• REQUIRED ACTION: In the data that follows, find each line containing "Byzantine" and copy it.

• RECORDS SHOWN:
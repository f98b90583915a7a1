//! # Quorum Arithmetic
//!
//! IBFT tolerates `f` Byzantine validators out of `N >= 3f + 1`. A quorum is
//! the smallest group that is guaranteed to overlap any other quorum in at
//! least one honest validator: `floor(2N / 3) + 1`.

use crate::config::{QUORUM_DENOMINATOR, QUORUM_NUMERATOR};

/// Minimum number of distinct validators whose agreement is Byzantine-safe
/// for a set of `validator_count` validators.
///
/// | N | quorum |
/// |---|--------|
/// | 1 | 1      |
/// | 4 | 3      |
/// | 7 | 5      |
pub fn calculate_required_validator_quorum(validator_count: usize) -> usize {
    (QUORUM_NUMERATOR * validator_count / QUORUM_DENOMINATOR) + 1
}

/// Number of PREPARE messages a prepared certificate must carry.
///
/// The proposer's own PROPOSAL stands in for its prepare, so one fewer than
/// the quorum is enough.
pub fn prepare_message_count_for_quorum(quorum_size: usize) -> usize {
    quorum_size.saturating_sub(1)
}

#[cfg(test)]
mod tests {
    use super::*;

    #[test]
    fn quorum_for_common_set_sizes() {
        assert_eq!(calculate_required_validator_quorum(1), 1);
        assert_eq!(calculate_required_validator_quorum(2), 2);
        assert_eq!(calculate_required_validator_quorum(3), 3);
        assert_eq!(calculate_required_validator_quorum(4), 3);
        assert_eq!(calculate_required_validator_quorum(6), 5);
        assert_eq!(calculate_required_validator_quorum(7), 5);
        assert_eq!(calculate_required_validator_quorum(10), 7);
        assert_eq!(calculate_required_validator_quorum(100), 67);
    }

    #[test]
    fn two_quorums_always_overlap() {
        for n in 1..=64usize {
            let q = calculate_required_validator_quorum(n);
            assert!(q <= n, "quorum {} exceeds set size {}", q, n);
            // Any two quorums share more than n/3 members.
            assert!(3 * (2 * q - n) > n, "n={} q={}", n, q);
        }
    }

    #[test]
    fn prepare_count_is_one_less_than_quorum() {
        assert_eq!(prepare_message_count_for_quorum(3), 2);
        assert_eq!(prepare_message_count_for_quorum(1), 0);
        assert_eq!(prepare_message_count_for_quorum(0), 0);
    }
}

• SOLVED EXERCISE:
//! IBFT tolerates `f` Byzantine validators out of `N >= 3f + 1`. A quorum is
/// Minimum number of distinct validators whose agreement is Byzantine-safe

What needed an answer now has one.